2. Distinguishing two kinds of animacy in grammar
A closer look at the grammatical system of Blackfoot reveals that there are in fact two related, but distinct types of animacy in this language. In Wiltschko & Ritter (2015), we argue that the two types of animacy, which we label morphological animacy (m-animacy) and high animacy
(h-animacy), are constructed in different ways: M-animacy is a head feature that determines noun class and plays a role in syntactic agreement operations, whereas h-animacy is selectable feature of arguments. This suggests that m-animacy is a property of nouns whereas h-animacy is a property of noun phrases. The two kinds of animacy also have different distributions. Only languages that have animacy-based form classes have m-animate nominals, but h-animate nominals are universal because all languages have predicates that select for high animates. We identify empirical differences between m-animate and h-animate nominals that are intended to serve as diagnostics for the exploration of animacy in other languages.

3. The role of High animacy in Blackfoot and beyond
My most recent work (Ritter 2015, Wiltschko & Ritter 2015, Ritter & Wiltschko 2016) explores the distinction between m-animacy and h-animacy, and focuses on the role of h-animacy in grammar. This series of papers argues that h-animacy plays a role in argument structure, event structure, and argument licensing.

3a. High animacy is relevant for argument structure
Some languages, including Japanese, Irish and Blackfoot, restrict subjects of transitive verbs to high animate arguments, i.e. arguments that refer to human or animate beings. In Blackfoot, similar restrictions apply to some types of objects. In Wiltschko & Ritter (2015), we develop a formal treatment of this semantic restriction, analyzing it as the result of a syntactic operation of SELECT H. In Japanese and Irish SELECT H is restricted to one position; in Blackfoot SELECT H is ubiquitous. The broader implication of this treatment is that semantic selection is in effect a syntactic operation, and selectable properties of arguments are syntactically represented.

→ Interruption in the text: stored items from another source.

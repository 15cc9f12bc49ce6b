//! Ordered result table.

use chrono::NaiveDate;
use serde::Serialize;
use std::collections::BTreeSet;

use crate::{BondRecord, BondType};

/// Records returned by a query, sorted by reference date.
///
/// Records sharing a reference date are ordered by asset code, so the same
/// input always yields the same table.
#[derive(Debug, Clone, Default, PartialEq, Eq, Serialize)]
#[serde(transparent)]
pub struct ResultTable {
    records: Vec<BondRecord>,
}

impl ResultTable {
    /// Creates an empty table.
    #[must_use]
    pub const fn new() -> Self {
        Self {
            records: Vec::new(),
        }
    }

    /// Builds a table from records in any order.
    #[must_use]
    pub fn from_unsorted(mut records: Vec<BondRecord>) -> Self {
        records.sort_by(|a, b| {
            a.reference_date
                .cmp(&b.reference_date)
                .then_with(|| a.asset_code.cmp(&b.asset_code))
        });
        Self { records }
    }

    /// Merges two tables, keeping the ordering.
    #[must_use]
    pub fn merge(self, other: Self) -> Self {
        let mut records = self.records;
        records.extend(other.records);
        Self::from_unsorted(records)
    }

    /// Returns the records as a slice.
    #[must_use]
    pub fn records(&self) -> &[BondRecord] {
        &self.records
    }

    /// Consumes the table, returning its records.
    #[must_use]
    pub fn into_records(self) -> Vec<BondRecord> {
        self.records
    }

    /// Returns an iterator over the records.
    pub fn iter(&self) -> std::slice::Iter<'_, BondRecord> {
        self.records.iter()
    }

    /// Returns the number of records.
    #[must_use]
    pub fn len(&self) -> usize {
        self.records.len()
    }

    /// Returns true if the table has no records.
    #[must_use]
    pub fn is_empty(&self) -> bool {
        self.records.is_empty()
    }

    /// Returns the earliest reference date.
    #[must_use]
    pub fn first_date(&self) -> Option<NaiveDate> {
        self.records.first().map(|r| r.reference_date)
    }

    /// Returns the latest reference date.
    #[must_use]
    pub fn last_date(&self) -> Option<NaiveDate> {
        self.records.last().map(|r| r.reference_date)
    }

    /// Returns the distinct asset codes, sorted.
    #[must_use]
    pub fn asset_codes(&self) -> Vec<&str> {
        self.records
            .iter()
            .map(|r| r.asset_code.as_str())
            .collect::<BTreeSet<_>>()
            .into_iter()
            .collect()
    }

    /// Returns the records of a single bond type.
    pub fn filter_bond(&self, bond_type: BondType) -> impl Iterator<Item = &BondRecord> {
        self.records.iter().filter(move |r| r.bond_type == bond_type)
    }
}

impl IntoIterator for ResultTable {
    type Item = BondRecord;
    type IntoIter = std::vec::IntoIter<BondRecord>;

    fn into_iter(self) -> Self::IntoIter {
        self.records.into_iter()
    }
}

impl<'a> IntoIterator for &'a ResultTable {
    type Item = &'a BondRecord;
    type IntoIter = std::slice::Iter<'a, BondRecord>;

    fn into_iter(self) -> Self::IntoIter {
        self.records.iter()
    }
}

3b. High animacy is relevant for event structure
Taken together, the results of Ritter (2014) and Wiltschko and Ritter (2015) suggest that SELECT H might play a role in in event structure as well as argument structure in Blackfoot. In Ritter (2015, in prep.) I show that this is indeed the case, arguing that all syntactic categories that represent event structure components (i.e. Voice, Appl, I-Asp) share the property that they SELECT H in Blackfoot. I develop an analysis that accounts for a number of unusual properties of the event structure in Blackfoot, including the fact that causers and agents alike must be H-animate, and the fact that there appears to be no distinction between anti-causative and stative eventualities.

3c. High animacy as an alternative to Case
The hypothesis that high animacy is marked in the syntactic representation of noun phrases that denote animate beings leads to the expectation that we should find evidence in languages other than Blackfoot. In Ritter & Wiltschko (2016), we argue that two kinds of impersonal subjects in in German, implicit subjects of impersonal passives and the impersonal pronoun man ‘one’ are high animate (H-animate) noun phrases. Both types of impersonals pick out non-specific humans, and both have been analyzed in previous literature as referentially and structurally defective, in part because they lack nominative case. We propose that their H-animacy serves as a mechanism to license these defective noun phrases. (NOTE: This paper was started as part of the Marie Curie CIG project in spring 2015, but completed after it was terminated.)

Expected final results: As the project was terminated early, no further results are anticipated.